Is it safe for us to outright cancel our ALTER TABLE query? Or is it possible that the query has already modified something and cancelling it would leave our database in a halfway state of some kind?

Canceling queries (or, equivalently, rolling back a transaction) in PostgreSQL doesn't have any database corruption hazards which you might have been spooked by in certain other databases (e.g. the terrifying warning at the bottom of this page). That's why non-superusers are, in recent versions, free to use pg_cancel_backend() and pg_terminate_backend() to kill their own queries running in other backends -- they are safe to use without fretting about database corruption. After all, PostgreSQL has to be prepared to deal with any process getting killed off e.g. SIGKILL from the OOM killer, server shutdown, etc. That's what the WAL log is for.
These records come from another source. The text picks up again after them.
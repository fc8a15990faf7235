//! One typed call per collaborator.

use crate::client::StageClient;
use crate::contracts::{
    ExtractRequest, ExtractedRecipe, FetchRequest, FetchResponse, GenerateQueriesRequest,
    GenerateQueriesResponse, HtmlPage, RankRequest, RankResponse, Requirements, SearchRequest,
    SearchResponse, SearchResult, SummarizeRequest, SummarizeResponse,
};
use crate::error::Result;
use crate::stage::Stage;

impl StageClient {
    /// Ask the query planner for web search queries.
    pub async fn generate_queries(&self, ingredients: &[String]) -> Result<Vec<String>> {
        let response: GenerateQueriesResponse = self
            .call(Stage::QueryPlanning, &GenerateQueriesRequest { ingredients })
            .await?;
        Ok(response.queries)
    }

    pub async fn search_urls(
        &self,
        queries: &[String],
        num_results: usize,
    ) -> Result<Vec<SearchResult>> {
        let response: SearchResponse = self
            .call(
                Stage::Search,
                &SearchRequest {
                    queries,
                    num_results,
                },
            )
            .await?;
        Ok(response.results)
    }

    /// Fetch a single page.
    ///
    /// Returns `None` when the fetcher answered but had no page for `url`.
    pub async fn fetch_html(&self, url: &str) -> Result<Option<HtmlPage>> {
        let urls = [url.to_string()];
        let response: FetchResponse = self
            .call(Stage::HtmlFetch, &FetchRequest { urls: &urls })
            .await?;

        let mut pages = response.results;
        let page = match pages.iter().position(|page| page.url == url) {
            Some(idx) => Some(pages.swap_remove(idx)),
            None if pages.len() == 1 => pages.pop(),
            None => None,
        };
        Ok(page)
    }

    pub async fn extract_recipe(&self, page: &HtmlPage) -> Result<ExtractedRecipe> {
        let recipe: ExtractedRecipe = self
            .call(
                Stage::Extraction,
                &ExtractRequest {
                    url: &page.url,
                    html: &page.html,
                },
            )
            .await?;
        Ok(recipe.normalize(&page.url))
    }

    /// Ask the ranker to select and order recipes, best first.
    pub async fn rank_recipes(
        &self,
        ingredients: &[String],
        recipes: &[ExtractedRecipe],
        top_k: usize,
    ) -> Result<Vec<ExtractedRecipe>> {
        let response: RankResponse = self
            .call(
                Stage::Ranking,
                &RankRequest {
                    requirements: Requirements { ingredients },
                    recipes,
                    top_k,
                },
            )
            .await?;
        Ok(response.recipes)
    }

    pub async fn summarize_recipe(&self, recipe: &ExtractedRecipe) -> Result<String> {
        let response: SummarizeResponse = self
            .call(Stage::Summarization, &SummarizeRequest::from(recipe))
            .await?;
        Ok(response.summary)
    }
}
You may have also seen that in PostgreSQL, it's possible to perform most DDL commands nested inside a (multi-statement) transaction, e.g.

BEGIN;
ALTER TABLE foo ...;
ALTER TABLE bar ...;
-- more stuff
COMMIT; -- or ROLLBACK; if you've changed your mind

(awesome for making sure that schema migrations go in either all-together or not at all.) You said, though:

We did not wrap the ALTER TABLE in a transaction.

That's fine for a single command -- from the docs,

PostgreSQL actually treats every SQL statement as being executed within a transaction. If you do not issue a BEGIN command, then each individual statement has an implicit BEGIN and (if successful) COMMIT wrapped around it. A group of statements surrounded by BEGIN and COMMIT is sometimes called a transaction block.

So canceling that ALTER TABLE, either through pg_cancel_backend() or a Ctrl-C issued from the controlling psql prompt, will have a similar effect as if you had done

BEGIN;
ALTER TABLE ... ;
ROLLBACK;

(though as you hopefully got to see, canceling that expensive ALTER TABLE can save the database from a lot of unnecessary grinding if you're just going to ROLLBACK anyway.)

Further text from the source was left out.